Unable to pull configs from CLI or units that slowly become unresponsive

There is probably a better subject title, as this issue is not the problem but only a symtom we have had with ePMP from software versions 2.52 thru 2.61.

We use Rancid to pull the configs from the ePMP's on our network. Over time, more and more ePMPs will stop responding to cli command "config show dump".  This is brought to my attention by the config diff's email which shows the entire config being deleted from CVS, and maybe a subsequent polling will retrieve the config.

If you ssh into the radio immediately after noticing it failing to supply the config data and reboot it, the unit will be fine for a while, anywhere from a week to a few weeks when the symtom will return.

If you ignore the symptom, eventually you will not be able to login at all, requiring a power cycle to restore proper operation.

So far, I have not determined if this affects the wireless connectivity or data flows.

My thoughts are something is corrupting memory, or causing the snmp interface to not respond, eventually affecting the SSH service as well. Currently, this morning, I have ten devices which do not respond to ssh but still are pingable.

Also, it seems to not be every device, but the same bunch over and over. This affects AP units and SM units, as well as a few setup as PTP links.
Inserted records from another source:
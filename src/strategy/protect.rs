//! PDF protection strategies.
//!
//! Every entry requires an `/Encrypt` dictionary in its output. When the
//! whole chain fails the request fails; an unprotected copy is never
//! returned as a protected one.
//!
//! The owner password is set to the user password. Arguments travel as
//! discrete argv elements, so passwords need no shell escaping.

use super::{Action, Plan, Strategy, StrategyContext};
use crate::config::Timeouts;
use crate::pipeline::validate::MIN_OUTPUT_BYTES;
use tool_probe::Tool;

pub fn chain(t: &Timeouts, password: &str) -> Vec<Strategy> {
    [
        ("qpdf:aes256", Action::QpdfEncrypt),
        ("pdftk:aes128", Action::PdftkEncrypt),
        ("qpdf:aes256-positional", Action::QpdfEncryptPositional),
    ]
    .into_iter()
    .filter(|(_, action)| *action != Action::QpdfEncryptPositional || positional_safe(password))
    .map(|(id, action)| Strategy {
        require_encryption: true,
        ..Strategy::tool(id, action, t.protect, MIN_OUTPUT_BYTES)
    })
    .collect()
}

/// qpdf reads a bare `-x` argument as an option and `@file` as a response
/// file, so such passwords only travel in the `--user-password=` form.
fn positional_safe(password: &str) -> bool {
    !password.starts_with(&['-', '@'][..])
}

pub(crate) fn plan_encrypt(strategy: &Strategy, ctx: &StrategyContext<'_>) -> Plan {
    let output = ctx.output_path();
    let password = ctx.request.password().unwrap_or_default();
    let input = ctx.input.as_os_str();

    let invocation = match strategy.action {
        Action::PdftkEncrypt => ctx
            .invocation(strategy, Tool::Pdftk)
            .arg(input)
            .arg("output")
            .arg(output.as_os_str())
            .args(["user_pw", password, "owner_pw", password, "encrypt_128bit"]),
        Action::QpdfEncryptPositional => ctx
            .invocation(strategy, Tool::Qpdf)
            .args(["--encrypt", password, password, "256", "--"])
            .arg(input)
            .arg(output.as_os_str())
            .accept_exit_code(3),
        _ => ctx
            .invocation(strategy, Tool::Qpdf)
            .arg("--encrypt")
            .arg(format!("--user-password={password}"))
            .arg(format!("--owner-password={password}"))
            .args(["--bits=256", "--"])
            .arg(input)
            .arg(output.as_os_str())
            .accept_exit_code(3),
    };

    Plan::Process {
        invocation: invocation.redact(password),
        outputs: vec![output],
    }
}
As common as this is on our network, I have not seen or heard any talk of other operators with this issue.

I don't normally use CLI login on the radios, but I've seen a similar symptom - probably the same thing - where a unit that hasn't been rebooted for quite some time will fail to update firmware until I've rebooted.

I suspect a memory leak or something similar that slowly restricts resources on the radio until it reaches the point it can't function properly.  I've not seen any clear sign that it impairs the customer traffic, just administrative services.

My answer has been to reboot radios BEFORE I push new firmware to them.  Obviously that's not a suitable workaround if you're doing it regularly, like daily scheduled backups...

j

Hi kpenland,

Thank you for your report. There is an issue if you pull configuration with "config show dump" frequently.

We are going this fix it in upcoming firmware release.

As a workarounf you can use SNMP to export configuration file.

Best regards,

Dmitry

Thanks for confirming the issue, I was pulling configs once every 30 minutes. That is probably a little aggressive. I have changed to a once daily scan, that should alleviate the situation.